## INSTRUCTIONS TO FOLLOW
Copy the entries exactly. Leave nothing out and add nothing.

DATA TO PROCESS section start

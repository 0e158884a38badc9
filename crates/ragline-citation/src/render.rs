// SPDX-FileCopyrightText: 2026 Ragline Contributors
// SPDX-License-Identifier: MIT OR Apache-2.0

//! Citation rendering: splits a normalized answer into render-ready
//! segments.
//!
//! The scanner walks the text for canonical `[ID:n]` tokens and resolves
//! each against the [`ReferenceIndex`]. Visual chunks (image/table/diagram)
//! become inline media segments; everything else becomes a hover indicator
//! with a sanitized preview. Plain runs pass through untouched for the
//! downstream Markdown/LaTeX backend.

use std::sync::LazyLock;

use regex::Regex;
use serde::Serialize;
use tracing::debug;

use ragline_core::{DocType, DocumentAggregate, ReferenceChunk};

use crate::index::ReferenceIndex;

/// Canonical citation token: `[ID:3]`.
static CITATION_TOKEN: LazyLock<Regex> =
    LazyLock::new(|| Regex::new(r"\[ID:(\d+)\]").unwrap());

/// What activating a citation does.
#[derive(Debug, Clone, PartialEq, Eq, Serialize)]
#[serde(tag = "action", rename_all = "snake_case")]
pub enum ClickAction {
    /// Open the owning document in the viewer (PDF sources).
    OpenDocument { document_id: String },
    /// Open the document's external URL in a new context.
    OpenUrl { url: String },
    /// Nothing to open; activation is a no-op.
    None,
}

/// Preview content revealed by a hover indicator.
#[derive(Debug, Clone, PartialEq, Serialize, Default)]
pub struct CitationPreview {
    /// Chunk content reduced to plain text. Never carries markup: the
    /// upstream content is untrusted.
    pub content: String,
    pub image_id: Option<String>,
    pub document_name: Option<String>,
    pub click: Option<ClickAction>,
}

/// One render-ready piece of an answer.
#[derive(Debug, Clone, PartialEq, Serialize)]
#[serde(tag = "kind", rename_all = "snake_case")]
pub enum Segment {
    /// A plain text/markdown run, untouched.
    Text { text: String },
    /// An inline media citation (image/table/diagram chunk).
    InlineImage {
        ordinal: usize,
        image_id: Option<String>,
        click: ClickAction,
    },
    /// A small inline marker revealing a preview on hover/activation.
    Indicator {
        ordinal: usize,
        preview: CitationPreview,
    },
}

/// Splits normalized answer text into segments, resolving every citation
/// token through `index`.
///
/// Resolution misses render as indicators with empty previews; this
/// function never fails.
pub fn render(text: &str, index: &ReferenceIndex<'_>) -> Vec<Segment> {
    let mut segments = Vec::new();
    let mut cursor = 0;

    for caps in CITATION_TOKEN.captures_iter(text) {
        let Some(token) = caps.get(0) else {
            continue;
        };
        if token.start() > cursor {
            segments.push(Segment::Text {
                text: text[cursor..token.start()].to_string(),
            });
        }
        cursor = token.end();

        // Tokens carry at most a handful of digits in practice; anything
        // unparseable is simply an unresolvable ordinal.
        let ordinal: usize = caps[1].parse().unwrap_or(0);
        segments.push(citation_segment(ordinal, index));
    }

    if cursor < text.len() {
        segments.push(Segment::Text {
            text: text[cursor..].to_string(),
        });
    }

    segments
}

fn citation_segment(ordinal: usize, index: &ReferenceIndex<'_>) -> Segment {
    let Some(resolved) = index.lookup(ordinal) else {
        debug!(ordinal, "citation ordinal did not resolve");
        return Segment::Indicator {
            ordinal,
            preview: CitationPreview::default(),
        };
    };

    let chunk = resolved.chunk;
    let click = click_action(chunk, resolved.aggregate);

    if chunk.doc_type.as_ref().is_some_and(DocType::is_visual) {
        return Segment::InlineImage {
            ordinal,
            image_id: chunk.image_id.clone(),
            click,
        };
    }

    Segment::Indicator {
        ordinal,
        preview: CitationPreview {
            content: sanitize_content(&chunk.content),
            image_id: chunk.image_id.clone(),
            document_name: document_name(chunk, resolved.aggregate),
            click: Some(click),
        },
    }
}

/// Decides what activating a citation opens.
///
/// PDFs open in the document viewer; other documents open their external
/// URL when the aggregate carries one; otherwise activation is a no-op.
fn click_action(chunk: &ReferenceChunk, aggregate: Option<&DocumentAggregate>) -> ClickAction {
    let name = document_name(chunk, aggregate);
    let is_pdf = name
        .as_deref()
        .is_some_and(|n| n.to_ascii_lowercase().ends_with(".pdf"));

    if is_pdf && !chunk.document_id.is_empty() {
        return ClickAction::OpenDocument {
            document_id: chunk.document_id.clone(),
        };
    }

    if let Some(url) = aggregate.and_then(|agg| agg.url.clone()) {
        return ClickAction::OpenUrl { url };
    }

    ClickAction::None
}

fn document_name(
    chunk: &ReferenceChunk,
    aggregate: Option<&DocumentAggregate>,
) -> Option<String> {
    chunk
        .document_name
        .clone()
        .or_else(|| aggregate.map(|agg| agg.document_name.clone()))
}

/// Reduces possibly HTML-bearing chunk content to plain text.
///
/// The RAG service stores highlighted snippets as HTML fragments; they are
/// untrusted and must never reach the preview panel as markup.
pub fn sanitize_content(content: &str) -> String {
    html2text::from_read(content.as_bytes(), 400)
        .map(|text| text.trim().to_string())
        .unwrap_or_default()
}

DATA TO PROCESS section end

## THE ANSWER
repository 0e158884a38badc9
filename crates/ragline-citation/src/render.rs
// SPDX-FileCopyrightText: 2026 Ragline Contributors
// SPDX-License-Identifier: MIT OR Apache-2.0

//! Citation rendering: splits a normalized answer into render-ready
//! segments.
//!
//! The scanner walks the text for canonical `[ID:n]` tokens and resolves
//! each against the [`ReferenceIndex`]. Visual chunks (image/table/diagram)
//! become inline media segments; everything else becomes a hover indicator
//! with a sanitized preview. Plain runs pass through untouched for the
//! downstream Markdown/LaTeX backend.

use std::sync::LazyLock;

use regex::Regex;
use serde::Serialize;
use tracing::debug;

use ragline_core::{DocType, DocumentAggregate, ReferenceChunk};

use crate::index::ReferenceIndex;

/// Canonical citation token: `[ID:3]`.
static CITATION_TOKEN: LazyLock<Regex> =
    LazyLock::new(|| Regex::new(r"\[ID:(\d+)\]").unwrap());

/// What activating a citation does.
#[derive(Debug, Clone, PartialEq, Eq, Serialize)]
#[serde(tag = "action", rename_all = "snake_case")]
pub enum ClickAction {
    /// Open the owning document in the viewer (PDF sources).
    OpenDocument { document_id: String },
    /// Open the document's external URL in a new context.
    OpenUrl { url: String },
    /// Nothing to open; activation is a no-op.
    None,
}

/// Preview content revealed by a hover indicator.
#[derive(Debug, Clone, PartialEq, Serialize, Default)]
pub struct CitationPreview {
    /// Chunk content reduced to plain text. Never carries markup: the
    /// upstream content is untrusted.
    pub content: String,
    pub image_id: Option<String>,
    pub document_name: Option<String>,
    pub click: Option<ClickAction>,
}

/// One render-ready piece of an answer.
#[derive(Debug, Clone, PartialEq, Serialize)]
#[serde(tag = "kind", rename_all = "snake_case")]
pub enum Segment {
    /// A plain text/markdown run, untouched.
    Text { text: String },
    /// An inline media citation (image/table/diagram chunk).
    InlineImage {
        ordinal: usize,
        image_id: Option<String>,
        click: ClickAction,
    },
    /// A small inline marker revealing a preview on hover/activation.
    Indicator {
        ordinal: usize,
        preview: CitationPreview,
    },
}

/// Splits normalized answer text into segments, resolving every citation
/// token through `index`.
///
/// Resolution misses render as indicators with empty previews; this
/// function never fails.
pub fn render(text: &str, index: &ReferenceIndex<'_>) -> Vec<Segment> {
    let mut segments = Vec::new();
    let mut cursor = 0;

    for caps in CITATION_TOKEN.captures_iter(text) {
        let Some(token) = caps.get(0) else {
            continue;
        };
        if token.start() > cursor {
            segments.push(Segment::Text {
                text: text[cursor..token.start()].to_string(),
            });
        }
        cursor = token.end();

        // Tokens carry at most a handful of digits in practice; anything
        // unparseable is simply an unresolvable ordinal.
        let ordinal: usize = caps[1].parse().unwrap_or(0);
        segments.push(citation_segment(ordinal, index));
    }

    if cursor < text.len() {
        segments.push(Segment::Text {
            text: text[cursor..].to_string(),
        });
    }

    segments
}

fn citation_segment(ordinal: usize, index: &ReferenceIndex<'_>) -> Segment {
    let Some(resolved) = index.lookup(ordinal) else {
        debug!(ordinal, "citation ordinal did not resolve");
        return Segment::Indicator {
            ordinal,
            preview: CitationPreview::default(),
        };
    };

    let chunk = resolved.chunk;
    let click = click_action(chunk, resolved.aggregate);

    if chunk.doc_type.as_ref().is_some_and(DocType::is_visual) {
        return Segment::InlineImage {
            ordinal,
            image_id: chunk.image_id.clone(),
            click,
        };
    }

    Segment::Indicator {
        ordinal,
        preview: CitationPreview {
            content: sanitize_content(&chunk.content),
            image_id: chunk.image_id.clone(),
            document_name: document_name(chunk, resolved.aggregate),
            click: Some(click),
        },
    }
}

/// Decides what activating a citation opens.
///
/// PDFs open in the document viewer; other documents open their external
/// URL when the aggregate carries one; otherwise activation is a no-op.
fn click_action(chunk: &ReferenceChunk, aggregate: Option<&DocumentAggregate>) -> ClickAction {
    let name = document_name(chunk, aggregate);
    let is_pdf = name
        .as_deref()
        .is_some_and(|n| n.to_ascii_lowercase().ends_with(".pdf"));

    if is_pdf && !chunk.document_id.is_empty() {
        return ClickAction::OpenDocument {
            document_id: chunk.document_id.clone(),
        };
    }

    if let Some(url) = aggregate.and_then(|agg| agg.url.clone()) {
        return ClickAction::OpenUrl { url };
    }

    ClickAction::None
}

fn document_name(
    chunk: &ReferenceChunk,
    aggregate: Option<&DocumentAggregate>,
) -> Option<String> {
    chunk
        .document_name
        .clone()
        .or_else(|| aggregate.map(|agg| agg.document_name.clone()))
}

/// Reduces possibly HTML-bearing chunk content to plain text.
///
/// The RAG service stores highlighted snippets as HTML fragments; they are
/// untrusted and must never reach the preview panel as markup.
pub fn sanitize_content(content: &str) -> String {
    html2text::from_read(content.as_bytes(), 400)
        .map(|text| text.trim().to_string())
        .unwrap_or_default()
}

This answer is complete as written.